An Opposition spokesman is arrested without warning on trumped-up 
conspiracy charges and thrown into jail. His home, constituency and 
parliamentary offices are simultaneously raided by 20 anti-terrorist 
officers.
It sounds like Robert Mugabe's Zimbabwe, or East Berlin before the 
Wall came down. But this happened in Britain, in the past 48 hours  
-  the most terrifying manifestation to date of Labour's Stasi State.


The shadow immigration minister, Damian Green, was taken from his 
home in Kent to a Central London police station, where he was 
interrogated for nine hours by officers investigating the leak of 
sensitive information from the Home Office.

Or, as a Met spokesman put it, in classic Plodspeak: 'A 52-year- old 
man has been arrested on suspicion of conspiring to commit misconduct 
in a public office and aiding, abetting, counselling or procuring 
misconduct in a public office.'

This risible, catch-all indictment could be levelled at just about 
any member of the Government, from the Prime Minister downwards, any 
day of the week. Labour spent all last weekend leaking details of the 
emergency Budget. Gordon Brown's early career was built on leaked 
documents.

Green's 'crime' was to expose the deceit and incompetence of this 
government's shambolic immigration policy and make public a 
confidential Home Office memo, which revealed that an illegal alien 
had been working as a cleaner in the House of Commons.

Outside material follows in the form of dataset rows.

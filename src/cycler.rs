use crate::scaler::fit_to_screen;
use crate::slide::Slide;
use crate::state::Visibility;
use crate::surface::Surface;

/// The deck and which slide is on screen. Length and order never change
/// once built.
#[derive(Debug)]
pub struct Session {
    slides: Vec<Slide>,
    current: usize,
    padding: f32,
}

impl Session {
    pub fn new(slides: Vec<Slide>, padding: f32) -> Self {
        Self { slides, current: 0, padding }
    }

    pub fn len(&self) -> usize {
        self.slides.len()
    }

    pub fn is_empty(&self) -> bool {
        self.slides.is_empty()
    }

    pub fn current(&self) -> usize {
        self.current
    }

    pub fn slides(&self) -> &[Slide] {
        &self.slides
    }

    pub fn visibility(&self, index: usize) -> Option<Visibility> {
        self.slides.get(index).map(|s| s.visibility)
    }

    fn set(&mut self, index: usize, visibility: Visibility, surface: &mut dyn Surface) {
        let Some(slide) = self.slides.get_mut(index) else {
            return;
        };
        if slide.visibility != visibility {
            slide.visibility = visibility;
            surface.set_visibility(index, visibility);
        }
    }

    /// Bring `index` in with its enter animation.
    pub fn enter(&mut self, index: usize, surface: &mut dyn Surface) {
        self.set(index, Visibility::Entering, surface);
        self.show_slide(index, surface);
    }

    /// Make `index` the active slide and hide the others, except one that
    /// is still playing its exit animation. Calling it twice is harmless.
    pub fn show_slide(&mut self, index: usize, surface: &mut dyn Surface) {
        if index >= self.slides.len() {
            return;
        }
        for i in 0..self.slides.len() {
            if i == index {
                self.set(i, Visibility::Active, surface);
            } else if self.slides[i].visibility != Visibility::Exiting {
                self.set(i, Visibility::Hidden, surface);
            }
        }
        self.current = index;
        fit_to_screen(surface, index, self.padding);
    }

    /// Move to the next slide, wrapping around. Returns the slide that
    /// started exiting, for the caller to clear once its animation is over.
    ///
    /// A one-slide deck has nowhere to go: the slide stays active without
    /// replaying any animation and is only re-fitted.
    pub fn advance(&mut self, surface: &mut dyn Surface) -> Option<usize> {
        if self.slides.is_empty() {
            return None;
        }
        let prev = self.current;
        let next = (prev + 1) % self.slides.len();
        if next == prev {
            self.show_slide(next, surface);
            return None;
        }
        // At most one slide is ever exiting
        for i in 0..self.slides.len() {
            if i != next && self.slides[i].visibility == Visibility::Exiting {
                self.set(i, Visibility::Hidden, surface);
            }
        }
        self.set(prev, Visibility::Exiting, surface);
        self.enter(next, surface);
        tracing::debug!(from = prev, to = next, "advance");
        Some(prev)
    }

    /// End of an exit animation. A slide that has become active again in
    /// the meantime is left alone.
    pub fn clear_exit(&mut self, index: usize, surface: &mut dyn Surface) {
        if self.visibility(index) == Some(Visibility::Exiting) {
            self.set(index, Visibility::Hidden, surface);
        }
    }

    /// Fit the current slide again, e.g. after the viewport changed.
    pub fn refit(&self, surface: &mut dyn Surface) {
        if !self.slides.is_empty() {
            fit_to_screen(surface, self.current, self.padding);
        }
    }
}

The information made mockery of the Government's claims to have 
introduced tough new border controls and laid bare the lies of the 
past ten years. Which, I suspect, is the reason the inoffensive Green 
had to be humiliated in such draconian fashion. If there's one thing 
this government, in general, and this Prime Minister, in particular, 
hates more than the truth, it's being ridiculed.

They have become so accustomed to living in a virtual one-party state 
since 1997, that any counter-argument or even the mildest of 
criticism is treated not merely as legitimate dissent, but as an act 
of treason.

Interviewed by Adam Boulton on Sky News yesterday, the Prime Minister 
gave not the slightest inclination that he was in any way troubled by 
this outrageous arrest of a fellow Honourable Member or the invasion 
of Parliament by the heavy mob.

He merely denied any 'prior' knowledge and repeated ad infinitum that 
this was solely a matter for the police. I'm surprised he didn't add 
that this raid began in America.

Denial of 'prior' knowledge was clearly the 'line to take'. Jacqui 
Smith, our gormless Home Secretary, said much the same thing.

Frankly, I refuse to believe that Smith wasn't consulted before Green 
had his collar felt. The investigation was mounted on her orders into 
a leak which occurred in her office. Is she really expecting us to 
swallow her claim that Scotland Yard kept her out of the loop?

And armed with the information that a senior member of the 
Conservative Party was about to be arrested and treated like a common 
criminal, Jackboot Jacqui wouldn't have been able to resist sharing 
this juicy nugget with her boss, the Prime Minister.

Blaming the Old Bill is typical of the innate cowardice of Gordon 
Brown. Believe me, he is a vindictive man who would have savoured 
every last detail of Green's embarrassment.

As for this being purely a matter for the police, pull the other one. 
Imagine the scene at Scotland Yard, as they pore over the latest 
reports of stabbings, shootings, armed robberies and terrorism alerts 
and decide which heinous crime to prioritise. 'What do we do next, 
guv?' 'Bring the motor round the front, Bill. We're going to nick 
Damian Green.'

Of course, it may be no coincidence that the arrest took place on the 
outgoing Met Commissioner Ian Blair's last day on the job. The man 
who put politics into policing was Labour's favourite copper and had 
been forced to resign by incoming Tory Mayor of London Boris Johnson.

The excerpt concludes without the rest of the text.